### RECORDS FOR THIS TASK
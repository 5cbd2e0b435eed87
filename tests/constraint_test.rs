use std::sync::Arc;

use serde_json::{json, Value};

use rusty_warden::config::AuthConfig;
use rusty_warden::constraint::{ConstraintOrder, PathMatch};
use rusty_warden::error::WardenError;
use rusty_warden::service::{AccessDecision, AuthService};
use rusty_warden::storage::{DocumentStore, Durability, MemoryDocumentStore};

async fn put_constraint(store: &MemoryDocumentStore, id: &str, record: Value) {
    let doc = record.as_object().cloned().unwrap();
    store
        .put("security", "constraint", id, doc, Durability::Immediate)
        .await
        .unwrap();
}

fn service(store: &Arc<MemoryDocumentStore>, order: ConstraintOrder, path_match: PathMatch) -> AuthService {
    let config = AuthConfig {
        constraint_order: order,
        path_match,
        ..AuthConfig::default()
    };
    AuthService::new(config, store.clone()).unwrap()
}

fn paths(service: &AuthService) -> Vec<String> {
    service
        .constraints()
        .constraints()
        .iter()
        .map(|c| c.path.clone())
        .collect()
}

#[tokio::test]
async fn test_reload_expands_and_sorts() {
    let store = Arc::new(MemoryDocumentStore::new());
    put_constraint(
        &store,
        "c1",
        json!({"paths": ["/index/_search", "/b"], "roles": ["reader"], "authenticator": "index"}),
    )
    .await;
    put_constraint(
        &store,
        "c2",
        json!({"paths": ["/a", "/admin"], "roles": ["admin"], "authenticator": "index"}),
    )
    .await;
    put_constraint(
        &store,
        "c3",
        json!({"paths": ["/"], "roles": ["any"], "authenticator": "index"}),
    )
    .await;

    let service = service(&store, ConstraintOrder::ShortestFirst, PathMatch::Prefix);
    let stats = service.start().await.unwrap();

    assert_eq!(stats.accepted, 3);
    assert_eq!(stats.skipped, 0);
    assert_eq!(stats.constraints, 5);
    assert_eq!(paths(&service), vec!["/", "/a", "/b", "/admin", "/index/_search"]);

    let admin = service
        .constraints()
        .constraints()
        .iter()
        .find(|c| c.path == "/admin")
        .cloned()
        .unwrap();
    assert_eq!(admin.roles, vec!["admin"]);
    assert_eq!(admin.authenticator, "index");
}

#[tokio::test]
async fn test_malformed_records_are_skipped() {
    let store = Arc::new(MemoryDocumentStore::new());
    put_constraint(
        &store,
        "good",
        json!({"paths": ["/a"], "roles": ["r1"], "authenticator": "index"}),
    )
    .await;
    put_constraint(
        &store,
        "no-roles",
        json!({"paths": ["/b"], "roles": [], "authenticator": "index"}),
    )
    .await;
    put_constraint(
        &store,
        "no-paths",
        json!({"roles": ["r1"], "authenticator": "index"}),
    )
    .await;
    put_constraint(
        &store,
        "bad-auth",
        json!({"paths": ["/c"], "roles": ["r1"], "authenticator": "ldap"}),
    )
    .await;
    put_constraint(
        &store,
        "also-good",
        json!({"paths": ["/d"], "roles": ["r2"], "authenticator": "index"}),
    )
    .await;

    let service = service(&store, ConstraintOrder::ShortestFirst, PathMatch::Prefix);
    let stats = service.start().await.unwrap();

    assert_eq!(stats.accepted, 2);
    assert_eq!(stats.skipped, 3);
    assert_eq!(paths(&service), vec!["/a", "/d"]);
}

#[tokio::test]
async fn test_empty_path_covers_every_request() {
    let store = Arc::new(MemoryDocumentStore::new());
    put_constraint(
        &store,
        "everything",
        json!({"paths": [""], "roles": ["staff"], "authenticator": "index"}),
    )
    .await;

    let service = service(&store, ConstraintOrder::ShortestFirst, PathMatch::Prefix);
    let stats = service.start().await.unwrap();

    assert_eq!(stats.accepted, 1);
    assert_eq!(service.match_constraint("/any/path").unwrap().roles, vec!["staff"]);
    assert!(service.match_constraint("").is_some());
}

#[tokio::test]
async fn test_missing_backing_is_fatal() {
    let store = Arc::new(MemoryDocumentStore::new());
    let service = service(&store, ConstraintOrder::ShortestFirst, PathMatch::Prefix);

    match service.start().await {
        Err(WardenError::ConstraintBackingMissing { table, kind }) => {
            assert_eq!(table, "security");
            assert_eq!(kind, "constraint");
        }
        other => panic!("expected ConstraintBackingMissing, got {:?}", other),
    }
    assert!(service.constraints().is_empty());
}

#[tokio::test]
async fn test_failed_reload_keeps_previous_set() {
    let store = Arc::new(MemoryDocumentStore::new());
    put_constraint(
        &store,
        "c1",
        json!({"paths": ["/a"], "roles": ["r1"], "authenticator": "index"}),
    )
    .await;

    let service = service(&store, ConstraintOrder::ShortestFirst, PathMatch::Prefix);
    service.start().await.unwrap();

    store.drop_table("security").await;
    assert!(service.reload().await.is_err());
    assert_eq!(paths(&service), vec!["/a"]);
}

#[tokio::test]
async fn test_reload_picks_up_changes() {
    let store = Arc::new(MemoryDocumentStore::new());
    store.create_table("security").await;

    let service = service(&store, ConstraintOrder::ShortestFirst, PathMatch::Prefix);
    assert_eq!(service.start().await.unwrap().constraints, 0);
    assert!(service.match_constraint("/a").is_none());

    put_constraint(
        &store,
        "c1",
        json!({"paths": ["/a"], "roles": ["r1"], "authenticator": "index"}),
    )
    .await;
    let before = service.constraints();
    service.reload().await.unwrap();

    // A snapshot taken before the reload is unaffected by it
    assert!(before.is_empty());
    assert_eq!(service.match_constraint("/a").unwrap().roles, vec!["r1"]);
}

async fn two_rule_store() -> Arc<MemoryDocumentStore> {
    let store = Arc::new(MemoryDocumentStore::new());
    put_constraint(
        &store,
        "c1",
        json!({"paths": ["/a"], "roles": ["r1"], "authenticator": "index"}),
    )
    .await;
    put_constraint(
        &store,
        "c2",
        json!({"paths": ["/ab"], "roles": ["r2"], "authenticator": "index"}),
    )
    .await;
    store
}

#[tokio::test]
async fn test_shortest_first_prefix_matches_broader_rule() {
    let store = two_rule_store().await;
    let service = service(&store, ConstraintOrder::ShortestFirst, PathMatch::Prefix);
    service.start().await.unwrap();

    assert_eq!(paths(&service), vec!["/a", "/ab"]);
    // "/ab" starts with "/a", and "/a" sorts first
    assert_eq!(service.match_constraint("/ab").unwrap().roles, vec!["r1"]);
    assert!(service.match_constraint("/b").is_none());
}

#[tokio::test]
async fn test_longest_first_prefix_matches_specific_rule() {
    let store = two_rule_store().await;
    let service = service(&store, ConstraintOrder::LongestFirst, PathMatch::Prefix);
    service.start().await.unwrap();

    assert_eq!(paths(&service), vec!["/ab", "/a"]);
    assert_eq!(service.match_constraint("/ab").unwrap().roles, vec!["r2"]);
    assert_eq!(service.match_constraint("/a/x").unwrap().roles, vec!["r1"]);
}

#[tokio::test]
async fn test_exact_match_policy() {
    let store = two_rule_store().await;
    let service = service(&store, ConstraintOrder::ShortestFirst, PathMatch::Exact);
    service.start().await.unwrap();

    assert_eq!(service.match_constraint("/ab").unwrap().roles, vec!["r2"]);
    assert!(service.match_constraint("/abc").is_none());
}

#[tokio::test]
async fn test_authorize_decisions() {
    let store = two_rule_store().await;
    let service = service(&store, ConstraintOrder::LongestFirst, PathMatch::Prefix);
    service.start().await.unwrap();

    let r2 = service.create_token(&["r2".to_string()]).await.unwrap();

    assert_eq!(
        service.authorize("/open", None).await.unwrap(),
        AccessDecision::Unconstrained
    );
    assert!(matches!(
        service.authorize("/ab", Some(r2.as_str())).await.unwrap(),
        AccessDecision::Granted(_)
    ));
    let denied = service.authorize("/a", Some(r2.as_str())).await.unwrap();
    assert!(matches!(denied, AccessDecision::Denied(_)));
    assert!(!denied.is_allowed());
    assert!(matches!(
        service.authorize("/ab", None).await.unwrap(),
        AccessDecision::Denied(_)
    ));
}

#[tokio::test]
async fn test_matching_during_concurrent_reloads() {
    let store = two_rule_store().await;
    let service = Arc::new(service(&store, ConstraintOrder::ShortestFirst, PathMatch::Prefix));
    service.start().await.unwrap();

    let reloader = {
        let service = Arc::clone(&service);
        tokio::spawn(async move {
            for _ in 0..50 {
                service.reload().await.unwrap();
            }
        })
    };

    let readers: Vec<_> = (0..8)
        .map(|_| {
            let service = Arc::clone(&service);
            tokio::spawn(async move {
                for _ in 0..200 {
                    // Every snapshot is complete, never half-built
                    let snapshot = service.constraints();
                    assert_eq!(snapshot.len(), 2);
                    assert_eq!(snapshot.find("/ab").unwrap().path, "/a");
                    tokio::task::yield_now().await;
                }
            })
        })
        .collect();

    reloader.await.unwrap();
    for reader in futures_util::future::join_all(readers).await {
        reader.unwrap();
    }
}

--

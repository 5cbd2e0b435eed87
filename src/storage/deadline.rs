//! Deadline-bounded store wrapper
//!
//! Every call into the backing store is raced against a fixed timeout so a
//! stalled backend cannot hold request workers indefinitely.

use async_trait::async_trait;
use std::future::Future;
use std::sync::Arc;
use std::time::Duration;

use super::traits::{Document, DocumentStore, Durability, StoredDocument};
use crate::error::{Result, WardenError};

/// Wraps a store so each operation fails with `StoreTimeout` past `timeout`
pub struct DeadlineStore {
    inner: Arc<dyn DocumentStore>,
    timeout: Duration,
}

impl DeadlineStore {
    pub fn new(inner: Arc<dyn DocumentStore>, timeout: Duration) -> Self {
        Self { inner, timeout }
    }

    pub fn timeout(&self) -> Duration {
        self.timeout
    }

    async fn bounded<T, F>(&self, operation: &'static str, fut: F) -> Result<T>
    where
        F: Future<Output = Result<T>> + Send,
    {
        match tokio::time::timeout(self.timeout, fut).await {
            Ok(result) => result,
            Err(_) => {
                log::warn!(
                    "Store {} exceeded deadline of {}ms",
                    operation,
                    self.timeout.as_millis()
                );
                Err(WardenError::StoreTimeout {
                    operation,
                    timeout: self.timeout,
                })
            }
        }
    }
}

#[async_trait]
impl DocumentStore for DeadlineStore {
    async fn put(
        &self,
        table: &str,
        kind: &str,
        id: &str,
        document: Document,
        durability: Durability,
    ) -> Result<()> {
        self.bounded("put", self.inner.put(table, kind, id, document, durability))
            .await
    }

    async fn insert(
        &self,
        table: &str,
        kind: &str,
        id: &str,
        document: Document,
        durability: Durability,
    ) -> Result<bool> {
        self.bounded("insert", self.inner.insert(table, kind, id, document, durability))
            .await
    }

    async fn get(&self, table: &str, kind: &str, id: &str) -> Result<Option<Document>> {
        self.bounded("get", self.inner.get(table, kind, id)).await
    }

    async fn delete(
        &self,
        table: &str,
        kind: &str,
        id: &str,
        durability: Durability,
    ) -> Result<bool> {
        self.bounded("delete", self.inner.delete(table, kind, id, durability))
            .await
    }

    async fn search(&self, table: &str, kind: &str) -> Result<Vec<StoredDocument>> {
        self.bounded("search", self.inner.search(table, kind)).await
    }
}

### THE PROBLEM
Scan the material for lines that hold the word "StoreTimeout", then say how many there are and nothing else.

### TASK SOLUTION
2